ASSIGNED TASK:
Every line containing the word "Ordering" is to be copied from the data below.

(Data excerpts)

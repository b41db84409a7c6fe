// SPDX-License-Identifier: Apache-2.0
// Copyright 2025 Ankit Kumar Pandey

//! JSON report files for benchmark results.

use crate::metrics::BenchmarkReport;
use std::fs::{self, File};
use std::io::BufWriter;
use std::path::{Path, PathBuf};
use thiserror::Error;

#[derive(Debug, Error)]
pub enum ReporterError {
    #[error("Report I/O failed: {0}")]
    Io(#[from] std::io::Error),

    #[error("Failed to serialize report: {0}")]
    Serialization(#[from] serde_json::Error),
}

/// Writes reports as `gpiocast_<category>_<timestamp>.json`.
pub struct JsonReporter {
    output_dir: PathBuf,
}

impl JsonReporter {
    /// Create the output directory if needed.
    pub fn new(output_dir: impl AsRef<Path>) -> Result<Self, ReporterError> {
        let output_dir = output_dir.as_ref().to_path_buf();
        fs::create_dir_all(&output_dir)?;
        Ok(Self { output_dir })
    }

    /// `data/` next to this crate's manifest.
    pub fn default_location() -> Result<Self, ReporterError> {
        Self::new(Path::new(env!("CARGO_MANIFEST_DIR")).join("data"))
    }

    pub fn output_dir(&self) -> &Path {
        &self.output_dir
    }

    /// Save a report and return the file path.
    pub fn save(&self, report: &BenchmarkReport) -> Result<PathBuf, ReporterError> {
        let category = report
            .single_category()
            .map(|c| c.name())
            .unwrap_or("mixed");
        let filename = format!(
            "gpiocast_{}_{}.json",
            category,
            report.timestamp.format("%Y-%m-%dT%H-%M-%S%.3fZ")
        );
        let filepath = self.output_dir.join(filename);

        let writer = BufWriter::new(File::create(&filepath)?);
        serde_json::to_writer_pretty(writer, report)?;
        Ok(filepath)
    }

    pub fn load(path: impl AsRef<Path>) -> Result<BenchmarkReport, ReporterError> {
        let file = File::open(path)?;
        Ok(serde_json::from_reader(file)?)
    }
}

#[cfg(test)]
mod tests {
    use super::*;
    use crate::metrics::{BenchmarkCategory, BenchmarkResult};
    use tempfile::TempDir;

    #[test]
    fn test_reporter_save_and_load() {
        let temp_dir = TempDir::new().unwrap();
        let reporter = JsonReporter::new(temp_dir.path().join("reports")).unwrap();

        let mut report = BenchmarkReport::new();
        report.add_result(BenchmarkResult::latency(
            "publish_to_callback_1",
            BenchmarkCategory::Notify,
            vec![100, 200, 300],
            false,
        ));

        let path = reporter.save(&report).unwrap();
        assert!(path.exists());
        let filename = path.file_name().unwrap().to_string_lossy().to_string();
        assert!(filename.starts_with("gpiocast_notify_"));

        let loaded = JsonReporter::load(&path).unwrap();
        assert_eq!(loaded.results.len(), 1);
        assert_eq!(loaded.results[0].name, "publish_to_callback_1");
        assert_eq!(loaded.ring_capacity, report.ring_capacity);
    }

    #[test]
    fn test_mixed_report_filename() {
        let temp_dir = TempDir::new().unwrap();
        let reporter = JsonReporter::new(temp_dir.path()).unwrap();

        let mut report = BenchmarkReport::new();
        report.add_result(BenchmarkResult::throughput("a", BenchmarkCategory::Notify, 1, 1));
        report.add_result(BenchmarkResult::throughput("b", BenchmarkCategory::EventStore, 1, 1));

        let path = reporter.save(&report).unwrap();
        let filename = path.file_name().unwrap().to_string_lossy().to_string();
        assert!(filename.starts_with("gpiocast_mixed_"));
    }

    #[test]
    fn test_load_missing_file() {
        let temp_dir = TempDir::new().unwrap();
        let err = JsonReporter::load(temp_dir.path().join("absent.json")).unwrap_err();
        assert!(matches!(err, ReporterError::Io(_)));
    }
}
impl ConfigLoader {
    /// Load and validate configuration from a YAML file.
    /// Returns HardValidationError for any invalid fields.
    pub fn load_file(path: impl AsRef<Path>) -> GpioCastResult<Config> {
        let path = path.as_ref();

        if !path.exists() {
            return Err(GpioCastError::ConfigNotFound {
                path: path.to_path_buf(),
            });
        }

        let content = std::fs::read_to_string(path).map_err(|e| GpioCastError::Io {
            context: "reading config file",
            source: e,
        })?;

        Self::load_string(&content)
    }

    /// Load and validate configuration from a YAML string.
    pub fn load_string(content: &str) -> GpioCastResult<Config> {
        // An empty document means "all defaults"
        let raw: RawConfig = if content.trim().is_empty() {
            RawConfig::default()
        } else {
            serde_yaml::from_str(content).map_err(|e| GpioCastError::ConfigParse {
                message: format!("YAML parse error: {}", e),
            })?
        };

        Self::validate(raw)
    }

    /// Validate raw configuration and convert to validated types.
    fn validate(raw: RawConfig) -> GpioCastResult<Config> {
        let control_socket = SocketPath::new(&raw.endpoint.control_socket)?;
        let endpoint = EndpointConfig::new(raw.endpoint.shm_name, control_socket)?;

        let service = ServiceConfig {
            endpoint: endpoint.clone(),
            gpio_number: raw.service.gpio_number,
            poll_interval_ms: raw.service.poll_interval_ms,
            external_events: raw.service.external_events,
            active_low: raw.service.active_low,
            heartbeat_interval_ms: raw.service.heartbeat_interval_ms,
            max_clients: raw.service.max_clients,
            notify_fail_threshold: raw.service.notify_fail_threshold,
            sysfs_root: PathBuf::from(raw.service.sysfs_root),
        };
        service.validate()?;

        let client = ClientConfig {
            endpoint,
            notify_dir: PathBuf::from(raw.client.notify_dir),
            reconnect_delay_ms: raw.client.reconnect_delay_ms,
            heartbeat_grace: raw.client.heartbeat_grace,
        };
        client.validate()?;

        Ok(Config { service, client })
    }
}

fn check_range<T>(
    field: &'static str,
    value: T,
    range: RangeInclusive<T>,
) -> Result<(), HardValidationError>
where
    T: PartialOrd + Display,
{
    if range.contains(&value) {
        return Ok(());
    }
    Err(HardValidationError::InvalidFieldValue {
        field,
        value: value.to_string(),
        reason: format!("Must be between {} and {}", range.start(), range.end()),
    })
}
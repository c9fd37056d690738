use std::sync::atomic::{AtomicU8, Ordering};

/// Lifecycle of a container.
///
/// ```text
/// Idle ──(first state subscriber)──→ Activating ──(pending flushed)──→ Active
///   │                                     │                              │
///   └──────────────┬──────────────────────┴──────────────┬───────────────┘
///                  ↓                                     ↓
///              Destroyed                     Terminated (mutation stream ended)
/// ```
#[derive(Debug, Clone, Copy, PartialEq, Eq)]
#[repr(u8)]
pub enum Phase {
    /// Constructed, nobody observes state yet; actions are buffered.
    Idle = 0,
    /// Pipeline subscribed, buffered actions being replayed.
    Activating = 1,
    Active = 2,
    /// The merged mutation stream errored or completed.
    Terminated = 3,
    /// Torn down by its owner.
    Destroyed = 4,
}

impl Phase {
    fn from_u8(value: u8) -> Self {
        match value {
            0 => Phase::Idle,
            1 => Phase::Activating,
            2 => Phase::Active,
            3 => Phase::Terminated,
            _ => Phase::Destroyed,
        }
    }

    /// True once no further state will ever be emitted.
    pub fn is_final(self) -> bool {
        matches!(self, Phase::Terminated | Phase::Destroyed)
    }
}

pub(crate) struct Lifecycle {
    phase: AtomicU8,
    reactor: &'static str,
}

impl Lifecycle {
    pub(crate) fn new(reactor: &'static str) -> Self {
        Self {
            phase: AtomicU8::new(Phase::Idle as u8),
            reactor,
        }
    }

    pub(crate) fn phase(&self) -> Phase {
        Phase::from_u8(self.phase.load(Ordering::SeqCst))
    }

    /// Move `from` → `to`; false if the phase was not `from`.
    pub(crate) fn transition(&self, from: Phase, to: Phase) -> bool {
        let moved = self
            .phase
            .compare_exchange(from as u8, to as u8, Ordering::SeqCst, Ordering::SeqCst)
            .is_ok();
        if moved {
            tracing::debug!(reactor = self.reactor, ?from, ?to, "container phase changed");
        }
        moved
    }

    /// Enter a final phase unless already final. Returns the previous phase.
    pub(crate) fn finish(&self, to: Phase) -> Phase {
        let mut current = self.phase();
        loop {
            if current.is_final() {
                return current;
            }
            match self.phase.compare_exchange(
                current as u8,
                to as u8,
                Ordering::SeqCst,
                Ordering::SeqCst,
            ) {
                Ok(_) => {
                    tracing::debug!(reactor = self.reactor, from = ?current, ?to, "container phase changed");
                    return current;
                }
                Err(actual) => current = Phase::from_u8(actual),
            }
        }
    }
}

EXPECTED ANSWER:
use std::sync::atomic::{AtomicU8, Ordering};
        Phase::from_u8(self.phase.load(Ordering::SeqCst))
            .compare_exchange(from as u8, to as u8, Ordering::SeqCst, Ordering::SeqCst)
                Ordering::SeqCst,
                Ordering::SeqCst,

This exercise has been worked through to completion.